Un « catakit » présenté

Lundi matin, 18 membres de l’organisme ont été mobilisés à Bandrélé. Une plaquette a été préparée de concert avec la préfecture, détaillant les gestes à adopter avant, pendant et à l’issue d’un tremblement de terre. Elle a été adaptée au phénomène singulier de l’essaim de séismes, pouvant durer quelques jours ou davantage. Le « catakit », un kit à prévoir en vue d’une catastrophe, a aussi été détaillé à la population par la Croix-Rouge (couverture de survie, trousse de secours, lampe, etc.). 

« Il y a des équipes de formateurs avec du matériel en mairie qui apprennent certains gestes essentiels : lors d’un arrêt cardiaque, pour faire des dégagements d’urgence, etc. », livre Houlam Haladi, chef d’intervention secourisme et responsable territorial du soutien psychologique à la Croix-Rouge.

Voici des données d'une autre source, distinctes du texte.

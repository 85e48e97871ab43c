//! canvas-rec - record a display or capture device to webm/mp4
//!
//! Key presses start and stop a chunked FFmpeg recording; each stop saves a
//! timestamped webm file, or an mp4 remuxed from it.
//!
//! # Architecture
//!
//! The crate follows hexagonal (ports & adapters) architecture:
//!
//! - **Domain**: Recording session state machine, media values, key bindings, config
//! - **Application**: Recording controller, surface discovery, file export, port traits
//! - **Infrastructure**: Adapter implementations (FFmpeg capture and remux, download directory, XDG config)
//! - **CLI**: Argument parsing, key input, control socket, and the host loop

// Stopping ffmpeg relies on SIGINT, control goes over a Unix socket
#[cfg(not(unix))]
compile_error!("canvas-rec supports Unix platforms only");

pub mod application;
pub mod cli;
pub mod domain;
pub mod infrastructure;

En parallèle, deux autres équipes ont sillonné les rues de Bandrélé pour aller directement à la rencontre des habitants, en compagnie d’Étienne Guillet.

« On a la peur dans le ventre qui s’est installée », livre dans ce contexte Murielle Lignon, professeur au collège de Dembéni. Ce dernier, qui a un problème de malfaçon initiale et dont les structures avaient été consolidées, a fait l’objet de plusieurs diagnostics depuis le début de l’essaim de séismes. « Pour l’instant, les fissures n’ont pas bougé », précise Étienne Guillet. Au sein du même établissement, « les enfants sont terrifiés. Des élèves se mettent sous les tables au moment des tremblements », affirme un personnel du collège.

Quelques fissures ont été observées sur des bâtiments depuis le début de l’épisode sismique. L’un d’eux, aux Hauts-Vallons, a fait l’objet d’une expertise, déclare le directeur de cabinet du préfet. Il invite la population à faire remonter tout dégât en mairie et les propriétaires à faire un diagnostic des bâtiments fissurés. Deux entreprises le proposent à Mayotte. À Sada, une famille a été hébergée par la mairie, après que la gendarmerie a constaté des fissures dans l’habitation. « Il y a des maisons qui sont entre guillemets mal construites » malgré les normes sismiques en vigueur, affirme Étienne Guillet. Aucun dégât majeur n’a toutefois été constaté.

 

Risques naturels | Des explications sur les séismes qui touchent Mayotte

Docteur en géophysique, Jean Roger a notamment travaillé sur l’étude des risques de tsunamis à Mayotte. Il apporte son expertise sur le phénomène sismique qui touche actuellement l’île.

Flash Infos : L’expression « essaim de séismes » est largement répétée pour expliquer les nombreux tremblements de terre qui sévissent actuellement à Mayotte. Que veut réellement dire cette expression ?

Jean Roger : Un essaim de séismes, c’est simplement une succession de séismes survenant au même endroit. Il est impossible d’en déterminer la durée à l’avance.

F.I. : Concrètement, dans notre cas, que se passe-t-il ?

J.R. : Il existe, entre l’Afrique et Madagascar, ce qu’on appelle la ride de Davie. C’est un endroit où la matière qui constitue la plaque océanique est créée. Pour résumer grossièrement, la création de cette matière amène Madagascar et le continent africain à s’éloigner l’un de l’autre, ce qui entraîne un étirement de la plaque océanique. C’est cet étirement de la plaque qui est à l’origine des séismes ressentis actuellement. C’est comme si vous preniez de la pâte à modeler et que vous tiriez dessus : certains endroits vont se déchirer.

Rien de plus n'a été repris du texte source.